= Finlay MacDonald (musician) =

Scottish musician and composer (born 1978)

 Finlay MacDonald (born 1978) is a Scottish musician and composer.

Finally MacDonald is a son of Scottish bagpiper Iain MacDonald (1950–2020). He was one of the first pipers to receive a BA in Scottish music and piping from the Royal Scottish Academy of Music and Drama.
MacDonald is head of piping studies at the National Piping Centre in Glasgow. He founded his own band The Finlay MacDonald Band, which toured between 2006 and 2007 to highly positive reviews, though in recent years they have been inactive. Annually he works with Roddy MacLeod to organise the Piping Live! Festival.

He performed with Jay-Z, P Diddy and Alicia Keys in 2010 and later with Bryan Adams at the Glasgow Royal Concert Hall.

As well as musical collaborations and performances, MacDonald appeared in the Michael Keaton film A Shot at Glory.
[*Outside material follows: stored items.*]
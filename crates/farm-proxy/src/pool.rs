//! Proxy assignment with a per-proxy session limit.
//!
//! Allocating hands out a [`ProxyLease`]: a guard that decrements the
//! proxy's assignment count when released or dropped. If every live proxy
//! is at its limit the caller gets a diagnostic [`PoolStatus`] and decides
//! whether to wait for a release (see [`ProxyPool::releases`]).

use farm_core::Identity;
use serde::Serialize;
use std::sync::{Arc, Mutex, MutexGuard, PoisonError};
use tokio::sync::watch;
use tracing::{debug, info, warn};

/// Health of one proxy endpoint.
#[derive(Debug, Clone, Copy, PartialEq, Eq, Serialize)]
#[serde(rename_all = "snake_case")]
pub enum ProxyHealth {
    Healthy,
    /// Failed at least once while replacement is disabled; still handed out.
    Suspect,
    /// Replaced after a failure; never handed out again.
    Dead,
}

/// Allocation rules, taken from `USE_PROXY`, `SESSIONS_PER_PROXY` and
/// `DISABLE_PROXY_REPLACE`.
#[derive(Debug, Clone, Copy, PartialEq, Eq)]
pub struct PoolPolicy {
    pub enabled: bool,
    pub sessions_per_proxy: u32,
    pub replacement_disabled: bool,
}

impl Default for PoolPolicy {
    fn default() -> Self {
        Self {
            enabled: true,
            sessions_per_proxy: 1,
            replacement_disabled: false,
        }
    }
}

#[derive(Debug)]
struct ProxyEntry {
    endpoint: Arc<str>,
    assigned: u32,
    health: ProxyHealth,
    overcommits: u32,
}

/// Non-owning reference to a pool entry.
#[derive(Debug, Clone, PartialEq, Eq)]
pub struct ProxyHandle {
    index: usize,
    endpoint: Arc<str>,
}

impl ProxyHandle {
    pub fn endpoint(&self) -> &str {
        &self.endpoint
    }
}

impl std::fmt::Display for ProxyHandle {
    fn fmt(&self, f: &mut std::fmt::Formatter<'_>) -> std::fmt::Result {
        f.write_str(&self.endpoint)
    }
}

/// A session's binding to a proxy. Releases the assignment on drop.
pub struct ProxyLease {
    pool: Arc<ProxyPool>,
    handle: ProxyHandle,
    released: bool,
}

impl std::fmt::Debug for ProxyLease {
    fn fmt(&self, f: &mut std::fmt::Formatter<'_>) -> std::fmt::Result {
        f.debug_struct("ProxyLease")
            .field("endpoint", &self.handle.endpoint)
            .field("released", &self.released)
            .finish()
    }
}

impl ProxyLease {
    pub fn handle(&self) -> &ProxyHandle {
        &self.handle
    }

    pub fn endpoint(&self) -> &str {
        self.handle.endpoint()
    }

    /// Explicitly give the assignment back.
    pub fn release(mut self) {
        self.release_inner();
    }

    fn release_inner(&mut self) {
        if self.released {
            return;
        }
        self.pool.release_handle(&self.handle);
        self.released = true;
    }
}

impl Drop for ProxyLease {
    fn drop(&mut self) {
        self.release_inner();
    }
}

/// Result of asking the pool for a proxy.
#[derive(Debug)]
pub enum Allocation {
    /// Proxies are disabled or none are configured: use the direct path.
    Direct,
    Assigned(ProxyLease),
    /// Every live proxy is at its session limit.
    Exhausted(PoolStatus),
}

impl Allocation {
    pub fn is_exhausted(&self) -> bool {
        matches!(self, Self::Exhausted(_))
    }
}

/// Diagnostic snapshot of one proxy.
#[derive(Debug, Clone, PartialEq, Eq, Serialize)]
pub struct ProxyStatus {
    pub endpoint: String,
    pub assigned: u32,
    pub health: ProxyHealth,
    /// Assignments granted beyond the limit because replacement is disabled.
    pub overcommits: u32,
}

/// Diagnostic snapshot of the whole pool.
#[derive(Debug, Clone, PartialEq, Eq, Serialize)]
pub struct PoolStatus {
    pub limit: u32,
    pub proxies: Vec<ProxyStatus>,
}

impl PoolStatus {
    pub fn live(&self) -> usize {
        self.proxies
            .iter()
            .filter(|p| p.health != ProxyHealth::Dead)
            .count()
    }

    /// Free assignment slots across live proxies.
    pub fn free(&self) -> u32 {
        self.proxies
            .iter()
            .filter(|p| p.health != ProxyHealth::Dead)
            .map(|p| self.limit.saturating_sub(p.assigned))
            .sum()
    }
}

#[derive(Debug)]
pub struct ProxyPool {
    policy: PoolPolicy,
    entries: Mutex<Vec<ProxyEntry>>,
    releases: watch::Sender<u64>,
}

impl ProxyPool {
    pub fn new(endpoints: Vec<String>, policy: PoolPolicy) -> Arc<Self> {
        let entries = endpoints
            .into_iter()
            .map(|endpoint| ProxyEntry {
                endpoint: Arc::from(endpoint),
                assigned: 0,
                health: ProxyHealth::Healthy,
                overcommits: 0,
            })
            .collect();
        let (releases, _) = watch::channel(0);
        Arc::new(Self {
            policy,
            entries: Mutex::new(entries),
            releases,
        })
    }

    /// A pool that always answers `Direct`.
    pub fn disabled() -> Arc<Self> {
        Self::new(
            Vec::new(),
            PoolPolicy {
                enabled: false,
                ..PoolPolicy::default()
            },
        )
    }

    pub fn policy(&self) -> PoolPolicy {
        self.policy
    }

    fn entries(&self) -> MutexGuard<'_, Vec<ProxyEntry>> {
        // Entries stay consistent across a panic: every mutation is a single
        // field write.
        self.entries.lock().unwrap_or_else(PoisonError::into_inner)
    }

    /// Bind `identity` to a proxy.
    ///
    /// Preference: the identity's previously bound proxy if live and below
    /// the limit, then the least-loaded live proxy below the limit (healthy
    /// before suspect). With replacement disabled and every proxy full, the
    /// least-loaded live proxy is reused beyond the limit and the overcommit
    /// is recorded.
    pub fn allocate(self: &Arc<Self>, identity: &Identity) -> Allocation {
        if !self.policy.enabled {
            return Allocation::Direct;
        }
        let mut entries = self.entries();
        if entries.is_empty() {
            return Allocation::Direct;
        }
        let limit = self.policy.sessions_per_proxy;

        let preferred = identity.proxy.as_deref().and_then(|wanted| {
            entries.iter().position(|e| {
                &*e.endpoint == wanted && e.health != ProxyHealth::Dead && e.assigned < limit
            })
        });

        let chosen = preferred.or_else(|| least_loaded(&entries, |e| e.assigned < limit));

        let index = match chosen {
            Some(index) => index,
            None if self.policy.replacement_disabled => {
                let Some(index) = least_loaded(&entries, |_| true) else {
                    return Allocation::Exhausted(snapshot(&entries, limit));
                };
                let entry = &mut entries[index];
                entry.overcommits += 1;
                warn!(
                    session = %identity.name,
                    proxy = %entry.endpoint,
                    assigned = entry.assigned + 1,
                    limit,
                    "all proxies at limit and replacement disabled; reusing proxy beyond limit"
                );
                index
            }
            None => return Allocation::Exhausted(snapshot(&entries, limit)),
        };

        let entry = &mut entries[index];
        entry.assigned += 1;
        debug!(
            session = %identity.name,
            proxy = %entry.endpoint,
            assigned = entry.assigned,
            "proxy assigned"
        );
        let handle = ProxyHandle {
            index,
            endpoint: entry.endpoint.clone(),
        };
        drop(entries);

        Allocation::Assigned(ProxyLease {
            pool: Arc::clone(self),
            handle,
            released: false,
        })
    }

    /// Give a lease back. Equivalent to dropping it.
    pub fn release(&self, lease: ProxyLease) {
        lease.release();
    }

    fn release_handle(&self, handle: &ProxyHandle) {
        {
            let mut entries = self.entries();
            if let Some(entry) = entries.get_mut(handle.index) {
                entry.assigned = entry.assigned.saturating_sub(1);
            }
        }
        self.releases.send_modify(|generation| *generation += 1);
    }

    /// React to a proxy-attributable failure on `lease`.
    ///
    /// Replacement disabled: the proxy is marked suspect and the same lease
    /// comes back. Otherwise the proxy is marked dead, the lease released,
    /// and a fresh allocation is attempted.
    pub fn replace(self: &Arc<Self>, lease: ProxyLease, identity: &Identity) -> Allocation {
        if self.policy.replacement_disabled {
            self.set_health(lease.handle(), ProxyHealth::Suspect);
            warn!(
                session = %identity.name,
                proxy = %lease.endpoint(),
                "proxy failed; replacement disabled, keeping it"
            );
            return Allocation::Assigned(lease);
        }

        self.set_health(lease.handle(), ProxyHealth::Dead);
        let old = lease.endpoint().to_string();
        lease.release();

        let allocation = self.allocate(identity);
        match &allocation {
            Allocation::Assigned(new) => info!(
                session = %identity.name,
                old = %old,
                new = %new.endpoint(),
                "switched to new proxy"
            ),
            Allocation::Exhausted(status) => warn!(
                session = %identity.name,
                old = %old,
                live = status.live(),
                "proxy marked dead; no replacement available"
            ),
            Allocation::Direct => {}
        }
        allocation
    }

    /// Record a successful exchange through `handle`.
    pub fn mark_healthy(&self, handle: &ProxyHandle) {
        let mut entries = self.entries();
        if let Some(entry) = entries.get_mut(handle.index) {
            if entry.health == ProxyHealth::Suspect {
                entry.health = ProxyHealth::Healthy;
            }
        }
    }

    fn set_health(&self, handle: &ProxyHandle, health: ProxyHealth) {
        let mut entries = self.entries();
        if let Some(entry) = entries.get_mut(handle.index) {
            entry.health = health;
        }
    }

    pub fn status(&self) -> PoolStatus {
        snapshot(&self.entries(), self.policy.sessions_per_proxy)
    }

    /// Receiver that changes every time an assignment is released.
    ///
    /// Subscribe *before* calling [`ProxyPool::allocate`] so a release that
    /// lands between an `Exhausted` answer and the wait is not missed.
    pub fn releases(&self) -> watch::Receiver<u64> {
        self.releases.subscribe()
    }
}

fn least_loaded(entries: &[ProxyEntry], eligible: impl Fn(&ProxyEntry) -> bool) -> Option<usize> {
    entries
        .iter()
        .enumerate()
        .filter(|(_, e)| e.health != ProxyHealth::Dead && eligible(e))
        .min_by_key(|(index, e)| (e.assigned, e.health == ProxyHealth::Suspect, *index))
        .map(|(index, _)| index)
}

fn snapshot(entries: &[ProxyEntry], limit: u32) -> PoolStatus {
    PoolStatus {
        limit,
        proxies: entries
            .iter()
            .map(|e| ProxyStatus {
                endpoint: e.endpoint.to_string(),
                assigned: e.assigned,
                health: e.health,
                overcommits: e.overcommits,
            })
            .collect(),
    }
}

#[cfg(test)]
#[path = "pool_tests.rs"]
mod tests;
In 2012, MacDonald was the co-star with Alastair Campbell in a Sky Arts documentary, First Love, in which he taught the former Labour Party strategist, who had learned the pipes as a child, to prepare for a major solo piping performance at the Royal Concert Hall in Glasgow. The experience rekindled Campbell's love of piping, and MacDonald has since become his tutor, and the pair have performed together at a number of events, including anti-Brexit rallies.